(Records excerpted from a collection)

=== Begin Enclosure ===

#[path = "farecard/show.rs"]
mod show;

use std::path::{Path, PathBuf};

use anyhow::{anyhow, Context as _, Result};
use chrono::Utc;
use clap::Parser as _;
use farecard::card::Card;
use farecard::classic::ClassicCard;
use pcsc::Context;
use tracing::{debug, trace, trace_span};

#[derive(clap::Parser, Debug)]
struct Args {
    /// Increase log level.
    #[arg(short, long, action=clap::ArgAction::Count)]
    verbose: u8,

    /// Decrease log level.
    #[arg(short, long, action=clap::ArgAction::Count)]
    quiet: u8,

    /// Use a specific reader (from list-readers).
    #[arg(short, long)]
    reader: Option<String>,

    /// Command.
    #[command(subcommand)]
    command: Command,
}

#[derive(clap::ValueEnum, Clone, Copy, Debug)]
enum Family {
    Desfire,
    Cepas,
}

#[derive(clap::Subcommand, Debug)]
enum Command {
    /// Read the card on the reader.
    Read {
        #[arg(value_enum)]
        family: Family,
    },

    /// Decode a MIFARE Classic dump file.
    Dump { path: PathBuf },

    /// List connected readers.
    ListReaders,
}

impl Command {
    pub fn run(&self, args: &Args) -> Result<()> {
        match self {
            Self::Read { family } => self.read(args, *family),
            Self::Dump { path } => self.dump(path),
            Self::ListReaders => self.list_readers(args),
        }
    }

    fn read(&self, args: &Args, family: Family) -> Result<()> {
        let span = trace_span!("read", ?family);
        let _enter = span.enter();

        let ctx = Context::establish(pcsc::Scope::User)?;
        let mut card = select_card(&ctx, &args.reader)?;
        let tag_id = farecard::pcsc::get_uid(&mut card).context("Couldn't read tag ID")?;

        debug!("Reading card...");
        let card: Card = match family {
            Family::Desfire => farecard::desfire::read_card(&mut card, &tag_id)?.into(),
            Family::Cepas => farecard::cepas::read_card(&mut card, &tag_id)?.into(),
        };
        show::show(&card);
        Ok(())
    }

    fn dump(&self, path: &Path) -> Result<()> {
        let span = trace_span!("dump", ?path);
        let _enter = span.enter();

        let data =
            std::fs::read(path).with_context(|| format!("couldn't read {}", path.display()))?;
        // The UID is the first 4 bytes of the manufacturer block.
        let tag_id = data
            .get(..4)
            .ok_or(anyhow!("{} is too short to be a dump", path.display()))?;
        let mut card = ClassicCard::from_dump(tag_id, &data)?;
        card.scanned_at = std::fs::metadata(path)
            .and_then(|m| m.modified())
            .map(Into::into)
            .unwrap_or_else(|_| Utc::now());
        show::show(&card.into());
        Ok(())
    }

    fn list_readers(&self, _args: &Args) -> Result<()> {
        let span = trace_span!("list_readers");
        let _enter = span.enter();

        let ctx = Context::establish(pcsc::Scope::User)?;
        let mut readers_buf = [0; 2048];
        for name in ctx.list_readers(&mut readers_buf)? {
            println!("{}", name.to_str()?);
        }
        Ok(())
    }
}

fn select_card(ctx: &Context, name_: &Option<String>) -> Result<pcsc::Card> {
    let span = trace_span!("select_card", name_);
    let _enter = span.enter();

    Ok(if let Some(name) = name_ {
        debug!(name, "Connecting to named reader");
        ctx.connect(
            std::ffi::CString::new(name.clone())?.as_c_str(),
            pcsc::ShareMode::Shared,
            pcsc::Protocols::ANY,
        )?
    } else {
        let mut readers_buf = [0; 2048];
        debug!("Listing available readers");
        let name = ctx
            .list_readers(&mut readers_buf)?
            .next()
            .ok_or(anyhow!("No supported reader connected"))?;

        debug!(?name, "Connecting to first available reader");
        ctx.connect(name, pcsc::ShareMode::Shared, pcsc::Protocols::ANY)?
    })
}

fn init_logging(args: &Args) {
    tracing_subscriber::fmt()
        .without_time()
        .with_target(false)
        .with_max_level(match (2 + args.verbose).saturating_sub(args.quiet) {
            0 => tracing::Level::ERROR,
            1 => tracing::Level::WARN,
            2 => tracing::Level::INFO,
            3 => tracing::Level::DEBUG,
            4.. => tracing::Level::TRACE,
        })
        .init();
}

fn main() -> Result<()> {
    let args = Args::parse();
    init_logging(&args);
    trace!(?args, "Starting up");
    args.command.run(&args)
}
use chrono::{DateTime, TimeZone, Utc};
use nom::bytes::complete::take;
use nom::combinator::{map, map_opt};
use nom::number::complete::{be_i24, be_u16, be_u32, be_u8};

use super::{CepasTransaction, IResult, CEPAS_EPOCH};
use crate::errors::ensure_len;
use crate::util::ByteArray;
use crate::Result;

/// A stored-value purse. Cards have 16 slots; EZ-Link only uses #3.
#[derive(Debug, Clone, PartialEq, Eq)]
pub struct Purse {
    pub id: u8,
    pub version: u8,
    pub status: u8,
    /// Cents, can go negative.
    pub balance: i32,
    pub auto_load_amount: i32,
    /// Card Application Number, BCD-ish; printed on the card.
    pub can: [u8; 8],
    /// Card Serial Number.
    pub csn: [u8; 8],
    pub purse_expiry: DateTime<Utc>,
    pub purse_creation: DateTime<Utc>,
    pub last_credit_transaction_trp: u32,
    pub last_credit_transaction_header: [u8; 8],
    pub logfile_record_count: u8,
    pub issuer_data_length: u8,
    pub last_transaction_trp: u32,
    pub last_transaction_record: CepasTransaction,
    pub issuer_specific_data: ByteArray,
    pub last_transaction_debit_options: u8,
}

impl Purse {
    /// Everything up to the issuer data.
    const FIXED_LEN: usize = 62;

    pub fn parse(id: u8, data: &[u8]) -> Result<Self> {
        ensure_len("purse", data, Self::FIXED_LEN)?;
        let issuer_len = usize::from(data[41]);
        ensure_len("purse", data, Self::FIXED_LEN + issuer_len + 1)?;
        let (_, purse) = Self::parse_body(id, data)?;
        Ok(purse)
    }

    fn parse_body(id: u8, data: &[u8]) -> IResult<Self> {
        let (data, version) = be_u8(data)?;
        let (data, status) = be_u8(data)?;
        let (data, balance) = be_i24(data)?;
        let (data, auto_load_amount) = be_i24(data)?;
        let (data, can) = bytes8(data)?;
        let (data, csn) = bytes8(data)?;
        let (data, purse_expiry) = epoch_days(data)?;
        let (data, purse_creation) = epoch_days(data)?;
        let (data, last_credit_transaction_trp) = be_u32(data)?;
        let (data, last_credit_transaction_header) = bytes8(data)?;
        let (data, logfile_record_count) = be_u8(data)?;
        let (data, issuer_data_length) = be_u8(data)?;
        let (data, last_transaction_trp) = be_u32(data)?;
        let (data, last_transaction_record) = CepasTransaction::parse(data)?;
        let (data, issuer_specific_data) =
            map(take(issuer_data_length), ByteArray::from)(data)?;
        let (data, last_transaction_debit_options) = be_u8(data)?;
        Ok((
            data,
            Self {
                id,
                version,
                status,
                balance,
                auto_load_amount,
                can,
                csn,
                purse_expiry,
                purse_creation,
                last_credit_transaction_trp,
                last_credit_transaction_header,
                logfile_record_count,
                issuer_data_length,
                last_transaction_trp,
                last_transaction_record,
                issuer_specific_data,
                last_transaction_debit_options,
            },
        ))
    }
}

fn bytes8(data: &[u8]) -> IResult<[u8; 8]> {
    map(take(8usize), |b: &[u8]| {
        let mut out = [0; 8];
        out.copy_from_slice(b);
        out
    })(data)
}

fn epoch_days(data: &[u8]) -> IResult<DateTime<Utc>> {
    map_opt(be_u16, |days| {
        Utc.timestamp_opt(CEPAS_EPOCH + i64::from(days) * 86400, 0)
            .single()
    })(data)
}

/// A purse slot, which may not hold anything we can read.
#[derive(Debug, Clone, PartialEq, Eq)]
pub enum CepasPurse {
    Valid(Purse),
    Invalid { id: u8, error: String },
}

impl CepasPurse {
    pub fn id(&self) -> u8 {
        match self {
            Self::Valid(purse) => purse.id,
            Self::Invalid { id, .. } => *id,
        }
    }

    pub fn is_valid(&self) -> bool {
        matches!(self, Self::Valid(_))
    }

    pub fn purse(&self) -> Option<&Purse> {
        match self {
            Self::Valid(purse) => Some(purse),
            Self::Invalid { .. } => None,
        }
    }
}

=== End Enclosure ===

**Task details**
Every line in the data above that contains "ByteArray" needs to be copied.

**Solved exercise**
use crate::util::ByteArray;
    pub issuer_specific_data: ByteArray,
            map(take(issuer_data_length), ByteArray::from)(data)?;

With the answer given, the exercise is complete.